» **The problem**:
When you write out the entries, keep every line exactly as it appears.

(Items from a dataset)

──────────

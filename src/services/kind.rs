// Copyright (c) 2025 Steve Wagner (ciroque@live.com)
// SPDX-License-Identifier: MIT

use serde::{Deserialize, Serialize};
use std::fmt;
use std::str::FromStr;

/// The service kinds a module may depend on.
#[derive(Debug, Clone, Copy, PartialEq, Eq, PartialOrd, Ord, Hash, Serialize, Deserialize)]
#[serde(rename_all = "snake_case")]
pub enum ServiceKind {
    Secret,
    ObjectStorage,
    TripleStore,
    VectorStore,
    KeyValue,
    Cache,
    Bus,
}

impl ServiceKind {
    pub const ALL: [ServiceKind; 7] = [
        ServiceKind::Secret,
        ServiceKind::ObjectStorage,
        ServiceKind::TripleStore,
        ServiceKind::VectorStore,
        ServiceKind::KeyValue,
        ServiceKind::Cache,
        ServiceKind::Bus,
    ];

    pub fn as_str(&self) -> &'static str {
        match self {
            ServiceKind::Secret => "secret",
            ServiceKind::ObjectStorage => "object_storage",
            ServiceKind::TripleStore => "triple_store",
            ServiceKind::VectorStore => "vector_store",
            ServiceKind::KeyValue => "key_value",
            ServiceKind::Cache => "cache",
            ServiceKind::Bus => "bus",
        }
    }
}

impl fmt::Display for ServiceKind {
    fn fmt(&self, f: &mut fmt::Formatter<'_>) -> fmt::Result {
        f.write_str(self.as_str())
    }
}

impl FromStr for ServiceKind {
    type Err = String;

    fn from_str(s: &str) -> Result<Self, Self::Err> {
        ServiceKind::ALL
            .into_iter()
            .find(|k| k.as_str() == s)
            .ok_or_else(|| format!("unknown service kind '{}'", s))
    }
}

#[cfg(test)]
mod tests {
    use super::*;

    #[test]
    fn test_names_round_trip() {
        for kind in ServiceKind::ALL {
            assert_eq!(kind.as_str().parse::<ServiceKind>().unwrap(), kind);
            let yaml = serde_yaml::to_string(&kind).unwrap();
            assert_eq!(yaml.trim(), kind.as_str());
        }
        assert!("graph_db".parse::<ServiceKind>().is_err());
    }
}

──────────

» **Output for this exercise**:
filename src/services/kind.rs
// Copyright (c) 2025 Steve Wagner (ciroque@live.com)
// SPDX-License-Identifier: MIT

use serde::{Deserialize, Serialize};
use std::fmt;
use std::str::FromStr;

/// The service kinds a module may depend on.
#[derive(Debug, Clone, Copy, PartialEq, Eq, PartialOrd, Ord, Hash, Serialize, Deserialize)]
#[serde(rename_all = "snake_case")]
pub enum ServiceKind {
    Secret,
    ObjectStorage,
    TripleStore,
    VectorStore,
    KeyValue,
    Cache,
    Bus,
}

impl ServiceKind {
    pub const ALL: [ServiceKind; 7] = [
        ServiceKind::Secret,
        ServiceKind::ObjectStorage,
        ServiceKind::TripleStore,
        ServiceKind::VectorStore,
        ServiceKind::KeyValue,
        ServiceKind::Cache,
        ServiceKind::Bus,
    ];

    pub fn as_str(&self) -> &'static str {
        match self {
            ServiceKind::Secret => "secret",
            ServiceKind::ObjectStorage => "object_storage",
            ServiceKind::TripleStore => "triple_store",
            ServiceKind::VectorStore => "vector_store",
            ServiceKind::KeyValue => "key_value",
            ServiceKind::Cache => "cache",
            ServiceKind::Bus => "bus",
        }
    }
}

impl fmt::Display for ServiceKind {
    fn fmt(&self, f: &mut fmt::Formatter<'_>) -> fmt::Result {
        f.write_str(self.as_str())
    }
}

impl FromStr for ServiceKind {
    type Err = String;

    fn from_str(s: &str) -> Result<Self, Self::Err> {
        ServiceKind::ALL
            .into_iter()
            .find(|k| k.as_str() == s)
            .ok_or_else(|| format!("unknown service kind '{}'", s))
    }
}

#[cfg(test)]
mod tests {
    use super::*;

    #[test]
    fn test_names_round_trip() {
        for kind in ServiceKind::ALL {
            assert_eq!(kind.as_str().parse::<ServiceKind>().unwrap(), kind);
            let yaml = serde_yaml::to_string(&kind).unwrap();
            assert_eq!(yaml.trim(), kind.as_str());
        }
        assert!("graph_db".parse::<ServiceKind>().is_err());
    }
}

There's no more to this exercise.